Diabetic kidney disease (DKD) is a leading cause of chronic and end-stage renal diseases. Sodium-glucose cotransporter-2 inhibitors (SGLT2is) and glucagon-like peptide-1 receptor agonists (GLP-1RAs) confer renoprotection; however, emerging evidence suggests that combination therapy has synergistic benefits. This meta-analysis evaluated dual versus monotherapy, focusing on the urinary albumin-to-creatinine ratio (UACR) and estimated glomerular filtration rate (eGFR). A systematic review and meta-analysis of randomized controlled trials (RCTs) was conducted. PubMed, Scopus, Embase, CINAHL, Medline, and Web of Science were searched until August 2025 for RCTs comparing GLP-1RA plus SGLT2i versus monotherapy or placebo in adults with T2D. The primary outcome was the change in UACR, and the secondary outcome was eGFR. Pooled standardized mean differences (SMD) were estimated using random-effects models, including subgroup and sensitivity analyses.

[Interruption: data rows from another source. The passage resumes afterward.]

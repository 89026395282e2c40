//! Numeric solving pipeline
//!
//! `linear` provides the dense LU step, `levenberg` the damped
//! least-squares loop built on it, and `system` the constraint-system
//! wrapper that adds known-variable substitution and graceful degradation.

pub mod levenberg;
pub mod linear;
pub mod system;

pub use levenberg::{LmError, Solution};
pub use linear::{LinearError, LuMode};
pub use system::{solve_system, SystemSolution};
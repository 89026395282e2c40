//! Shape boundary types shared with the editor collaborator
//!
//! The engine never owns shapes: the editor keeps the live shape list and
//! lends it out per call. Shapes are described dynamically (a type string
//! plus a parameter map) so the editor can add shape kinds without
//! touching the solver.

use std::collections::HashMap;

use std::ops::{Add, Sub};

/// A 2D point or offset
#[derive(Debug, Clone, Copy, PartialEq, Default)]
pub struct Vec2 {
    pub x: f64,
    pub y: f64,
}

impl Vec2 {
    pub const ZERO: Vec2 = Vec2 { x: 0.0, y: 0.0 };

    pub fn new(x: f64, y: f64) -> Self {
        Self { x, y }
    }

    pub fn length(&self) -> f64 {
        (self.x * self.x + self.y * self.y).sqrt()
    }
}

impl Add for Vec2 {
    type Output = Vec2;

    fn add(self, rhs: Vec2) -> Vec2 {
        Vec2::new(self.x + rhs.x, self.y + rhs.y)
    }
}

impl Sub for Vec2 {
    type Output = Vec2;

    fn sub(self, rhs: Vec2) -> Vec2 {
        Vec2::new(self.x - rhs.x, self.y - rhs.y)
    }
}

/// Placement of a shape in the scene
#[derive(Debug, Clone, Copy, PartialEq)]
pub struct Transform {
    pub position: Vec2,
    /// Rotation in degrees, clockwise positive (SVG convention)
    pub rotation: f64,
    pub scale: Vec2,
}

impl Default for Transform {
    fn default() -> Self {
        Self {
            position: Vec2::ZERO,
            rotation: 0.0,
            scale: Vec2::new(1.0, 1.0),
        }
    }
}

/// A shape as seen across the editor boundary. The solver reads `params`
/// and mutates only `transform.position`.
#[derive(Debug, Clone)]
pub struct Shape {
    pub name: String,
    pub shape_type: String,
    pub params: HashMap<String, f64>,
    pub transform: Transform,
}

impl Shape {
    pub fn new(name: impl Into<String>, shape_type: impl Into<String>) -> Self {
        Self {
            name: name.into(),
            shape_type: shape_type.into(),
            params: HashMap::new(),
            transform: Transform::default(),
        }
    }

    /// Set a shape parameter (width, radius, sides, ...)
    pub fn with_param(mut self, key: impl Into<String>, value: f64) -> Self {
        self.params.insert(key.into(), value);
        self
    }

    pub fn with_position(mut self, x: f64, y: f64) -> Self {
        self.transform.position = Vec2::new(x, y);
        self
    }

    pub fn with_rotation(mut self, degrees: f64) -> Self {
        self.transform.rotation = degrees;
        self
    }

    pub fn with_scale(mut self, sx: f64, sy: f64) -> Self {
        self.transform.scale = Vec2::new(sx, sy);
        self
    }

    /// Look up a shape parameter
    pub fn param(&self, key: &str) -> Option<f64> {
        self.params.get(key).copied()
    }
}

/// The live shape list. Owned by the editor collaborator; the engine only
/// borrows it to read parameters and translate positions.
#[derive(Debug, Clone, Default)]
pub struct ShapeSet {
    shapes: Vec<Shape>,
}

impl ShapeSet {
    pub fn new() -> Self {
        Self::default()
    }

    /// Add a shape, replacing any existing shape with the same name
    pub fn insert(&mut self, shape: Shape) {
        match self.shapes.iter_mut().find(|s| s.name == shape.name) {
            Some(existing) => *existing = shape,
            None => self.shapes.push(shape),
        }
    }

    pub fn get(&self, name: &str) -> Option<&Shape> {
        self.shapes.iter().find(|s| s.name == name)
    }

    pub fn get_mut(&mut self, name: &str) -> Option<&mut Shape> {
        self.shapes.iter_mut().find(|s| s.name == name)
    }

    pub fn remove(&mut self, name: &str) {
        self.shapes.retain(|s| s.name != name);
    }

    pub fn iter(&self) -> impl Iterator<Item = &Shape> {
        self.shapes.iter()
    }

    pub fn len(&self) -> usize {
        self.shapes.len()
    }

    pub fn is_empty(&self) -> bool {
        self.shapes.is_empty()
    }
}

#[cfg(test)]
mod tests {
    use super::*;

    #[test]
    fn test_vec2_arithmetic() {
        let a = Vec2::new(1.0, 2.0);
        let b = Vec2::new(3.0, -1.0);
        assert_eq!(a + b, Vec2::new(4.0, 1.0));
        assert_eq!(b - a, Vec2::new(2.0, -3.0));
    }

    #[test]
    fn test_vec2_length() {
        assert_eq!(Vec2::new(3.0, 4.0).length(), 5.0);
    }

    #[test]
    fn test_default_transform() {
        let t = Transform::default();
        assert_eq!(t.position, Vec2::ZERO);
        assert_eq!(t.rotation, 0.0);
        assert_eq!(t.scale, Vec2::new(1.0, 1.0));
    }

    #[test]
    fn test_shape_builder() {
        let shape = Shape::new("box", "rect")
            .with_param("width", 80.0)
            .with_param("height", 40.0)
            .with_position(10.0, 20.0)
            .with_rotation(45.0);

        assert_eq!(shape.param("width"), Some(80.0));
        assert_eq!(shape.param("radius"), None);
        assert_eq!(shape.transform.position, Vec2::new(10.0, 20.0));
        assert_eq!(shape.transform.rotation, 45.0);
    }

    #[test]
    fn test_shape_set_insert_replaces_by_name() {
        let mut shapes = ShapeSet::new();
        shapes.insert(Shape::new("a", "rect"));
        shapes.insert(Shape::new("a", "circle"));

        assert_eq!(shapes.len(), 1);
        assert_eq!(shapes.get("a").unwrap().shape_type, "circle");
    }

    #[test]
    fn test_shape_set_lookup_and_remove() {
        let mut shapes = ShapeSet::new();
        shapes.insert(Shape::new("a", "rect"));
        shapes.insert(Shape::new("b", "circle"));

        assert!(shapes.get("a").is_some());
        shapes.remove("a");
        assert!(shapes.get("a").is_none());
        assert_eq!(shapes.len(), 1);
    }
}
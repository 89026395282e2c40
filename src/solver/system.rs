//! Constraint-system solving with graceful degradation
//!
//! Wraps the minimization loop with known-variable substitution and a
//! recursive equation-dropping strategy: when the equations cannot all be
//! satisfied, the first unsatisfied one is removed and the remainder is
//! re-solved, so the caller always receives a usable best-effort layout
//! together with per-equation satisfaction flags.

use crate::autodiff::{Bindings, Equation};
use crate::config::SolverConfig;

use super::levenberg;

/// Result of a constraint-system solve
#[derive(Debug, Clone)]
pub struct SystemSolution {
    /// One flag per input equation, in input order
    pub satisfied: Vec<bool>,
    /// All input variables, with unknowns replaced by solved values and
    /// known values re-attached unchanged
    pub values: Bindings,
}

/// Solve `equations` over `variables`, holding every variable named in
/// `known` fixed at its given value.
///
/// Known values are folded into the equations structurally (they become
/// literals in the compiled trees) and excluded from the unknown set.
/// Solver failures fall back to the unmodified input variables rather than
/// propagating; unsatisfiable equations are dropped one at a time, front
/// first, until the remainder solves.
pub fn solve_system(
    equations: &[Equation],
    variables: &Bindings,
    known: &Bindings,
    config: &SolverConfig,
) -> SystemSolution {
    if equations.is_empty() {
        return SystemSolution {
            satisfied: Vec::new(),
            values: variables.clone(),
        };
    }

    let mut unknowns = variables.clone();
    for name in known.keys() {
        unknowns.remove(name);
    }

    let bound: Vec<Equation> = equations.iter().map(|eq| eq.with_known(known)).collect();

    let mut values = match levenberg::minimize(&bound, &unknowns, config) {
        Ok(solution) => solution.values,
        Err(err) => {
            if config.trace {
                eprintln!("TRACE: system solve failed ({}), keeping input variables", err);
            }
            unknowns
        }
    };

    // Downstream consumers expect the full binding, knowns included.
    for (name, value) in known {
        values.insert(name.clone(), *value);
    }

    // Score every original equation at the solution.
    let threshold = config.epsilon.sqrt();
    let satisfied: Vec<bool> = equations
        .iter()
        .map(|eq| match eq.residual(&values) {
            Ok(residual) => residual * residual < threshold,
            Err(_) => false,
        })
        .collect();

    if satisfied.iter().all(|flag| *flag) {
        return SystemSolution { satisfied, values };
    }

    // Drop the first unsatisfied equation and re-solve the remainder.
    let drop_index = satisfied
        .iter()
        .position(|flag| !flag)
        .unwrap_or(0);
    if config.trace {
        eprintln!(
            "TRACE: dropping unsatisfiable equation #{} '{}'",
            drop_index, equations[drop_index]
        );
    }

    let mut reduced = equations.to_vec();
    reduced.remove(drop_index);

    let mut result = solve_system(&reduced, variables, known, config);
    result.satisfied.insert(drop_index, false);
    result
}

Eight RCTs (n = 1974; sample size, 41-4000; follow-up, 16 weeks-3.4 years) were included. Combination therapy was well tolerated and significantly reduced UACR compared with monotherapy (SMD -0.25, 95% confidence interval (CI) -0.38, -0.13; I2 = 0%). The benefits remained significant against SGLT2i alone (SMD, -0.28) but not for GLP-1RA alone. For eGFR, dual therapy provided a modest benefit versus SGLT2i (SMD 0.12, 95% CI 0.00-0.23) but not for GLP-1RA. The effects were consistent in patients with DKD and in larger trials. Early SGLT2is and GLP-1RA combination therapy is safe and provides superior renoprotection compared to monotherapy in patients with type 2 diabetes, albuminuria, and high cardiorenal risk. Broader adoption of combination therapy could improve outcomes, although cost and access barriers remain an issue.